A data use agreement (DUA) is an agreement that is required under the Privacy Rule and must be entered into before there is any use or disclosure of a limited data set (defined below) to an outside institution or party. A limited data set is still protected health information (PHI), and for that reason, covered entities like UNLV must enter into a data use agreement with any recipient of a limited data set from UNLV.
At a minimum, any DUA must contain provisions that address the following:
- Establish the permitted uses and disclosures of the limited data set;
- Identify who may use or receive the information;
- Prohibit the recipient from using or further disclosing the information, except as permitted by the agreement or as otherwise permitted by law;
- Require the recipient to use appropriate safeguards to prevent an unauthorized use or disclosure not contemplated by the agreement;
- Require the recipient to report to the covered entity any use or disclosure to which it becomes aware;
- Require the recipients to ensure that any agents (including any subcontractors) to whom it discloses the information will agree to the same restrictions as provided in the agreement; and
- Prohibit the recipient from identifying the information or contacting the individuals.

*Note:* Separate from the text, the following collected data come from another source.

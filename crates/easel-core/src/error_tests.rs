//! Error module tests

use chrono::Utc;
use uuid::Uuid;

use crate::domain::lifecycle::{LifecycleError, LifecycleState};
use crate::domain::locking::{LockError, LockTier};
use crate::error::{Error, Result};

fn conflict() -> LockError {
    LockError::Conflict {
        resource_id: "canvas-7".to_string(),
        current_holder: "ann".to_string(),
        tier: LockTier::Edit,
        expires_at: Utc::now(),
    }
}

#[tokio::test]
async fn test_lock_conflict_error() {
    let error: Error = conflict().into();
    assert_eq!(error.code(), "E300");
    assert!(error.to_string().contains("canvas-7"));
    assert!(error.to_string().contains("ann"));
    assert!(
        error
            .suggestion()
            .is_some_and(|s| s.contains("easel lock override canvas-7"))
    );
    assert!(!error.is_indeterminate());
}

#[tokio::test]
async fn test_not_owner_error() {
    let error = Error::Lock(LockError::NotOwner {
        lock_id: Uuid::new_v4(),
        holder_id: "bob".to_string(),
    });
    assert_eq!(error.code(), "E301");
    assert_eq!(
        error.suggestion(),
        Some("re-acquire the lock with `easel lock acquire`".to_string())
    );
}

#[tokio::test]
async fn test_insufficient_tier_message() {
    let error = LockError::InsufficientTier {
        requested: LockTier::Edit,
        incumbent: Some(LockTier::System),
    };
    assert_eq!(error.code(), "E303");
    assert!(error.to_string().contains("a system lock"));

    let empty = LockError::InsufficientTier {
        requested: LockTier::View,
        incumbent: None,
    };
    assert!(empty.to_string().contains("an empty slot"));
}

#[tokio::test]
async fn test_lock_error_codes_are_distinct() {
    let errors = [
        conflict(),
        LockError::MissingReason,
        LockError::InvalidTtl {
            ttl_secs: 1,
            min_secs: 30,
            max_secs: 60,
        },
        LockError::InvalidRequest("empty".to_string()),
        LockError::Contended {
            resource_id: "r".to_string(),
            attempts: 3,
        },
        LockError::StoreUnavailable("timeout".to_string()),
        LockError::Corrupted("bad tier".to_string()),
        LockError::ResourceNotFound("poster".to_string()),
    ];

    let mut codes: Vec<&str> = errors.iter().map(|e| e.code()).collect();
    codes.sort_unstable();
    codes.dedup();
    assert_eq!(codes.len(), errors.len());
}

#[tokio::test]
async fn test_store_unavailable_is_indeterminate() {
    let error = Error::Lock(LockError::StoreUnavailable("timed out".to_string()));
    assert_eq!(error.code(), "E308");
    assert!(error.is_indeterminate());

    let lifecycle = Error::Lifecycle(LifecycleError::StoreUnavailable("gone".to_string()));
    assert_eq!(lifecycle.code(), "E407");
    assert!(lifecycle.is_indeterminate());

    let nested = Error::Lifecycle(LifecycleError::Lock(LockError::StoreUnavailable(
        "gone".to_string(),
    )));
    assert!(nested.is_indeterminate());
}

#[tokio::test]
async fn test_lifecycle_locked_error() {
    let error = Error::Lifecycle(LifecycleError::Locked {
        resource_id: "canvas-7".to_string(),
        holder_id: "ann".to_string(),
        tier: LockTier::System,
        expires_at: Utc::now(),
    });
    assert_eq!(error.code(), "E400");
    assert_eq!(error.suggestion(), Some("easel lock status canvas-7".to_string()));
}

#[tokio::test]
async fn test_not_archived_error() {
    let error = Error::Lifecycle(LifecycleError::NotArchived {
        resource_id: "canvas-7".to_string(),
    });
    assert_eq!(error.code(), "E401");
    assert_eq!(
        error.suggestion(),
        Some("easel resource archive canvas-7".to_string())
    );
    assert!(error.to_string().contains("archive it first"));
}

#[tokio::test]
async fn test_invalid_transition_error() {
    let error = LifecycleError::InvalidTransition {
        from: LifecycleState::Deleted,
        to: LifecycleState::Active,
    };
    assert_eq!(error.code(), "E404");
    assert!(error.to_string().contains("deleted"));
}

#[tokio::test]
async fn test_wrapped_lock_error_keeps_code() {
    let error = LifecycleError::from(LockError::MissingReason);
    assert_eq!(error.code(), "E304");
}

#[tokio::test]
async fn test_config_error() {
    let error = Error::ConfigError("min_ttl_secs must be at least 1".to_string());
    assert_eq!(error.code(), "E600");
    assert_eq!(error.suggestion(), Some("easel config show".to_string()));
}

#[tokio::test]
async fn test_invalid_input_error() {
    let error = Error::InvalidInput("Empty holder".to_string());
    assert_eq!(error.code(), "E800");
    assert_eq!(error.suggestion(), None);
    assert!(error.to_string().contains("Empty holder"));
}

#[tokio::test]
async fn test_parse_error() {
    let error = Error::Parse("unknown tier 'admin'".to_string());
    assert_eq!(error.code(), "E801");
    assert!(error.to_string().starts_with("Parse error"));
}

#[tokio::test]
async fn test_io_error_conversion() {
    let io = std::io::Error::new(std::io::ErrorKind::NotFound, "missing");
    let error: Error = io.into();
    assert_eq!(error.code(), "E9999");
}

#[tokio::test]
async fn test_result_alias() {
    fn fails() -> Result<()> {
        Err(Error::Other("boom".to_string()))
    }

    let err = fails().unwrap_err();
    assert_eq!(err.to_string(), "boom");
}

Additionally, covered entities such as UNLV must take all reasonable steps to cure a recipient's breach of the DUA. For example, if UNLV learns that data it provided to a recipient is being used in a manner not authorized under the DUA, UNLV should work with the recipient to correct this problem. If these efforts are unsuccessful, UNLV would be required to cease any further disclosures of PHI to the recipient under the DUA and report the matter to the federal Department of Health and Human Services Office for Civil Rights.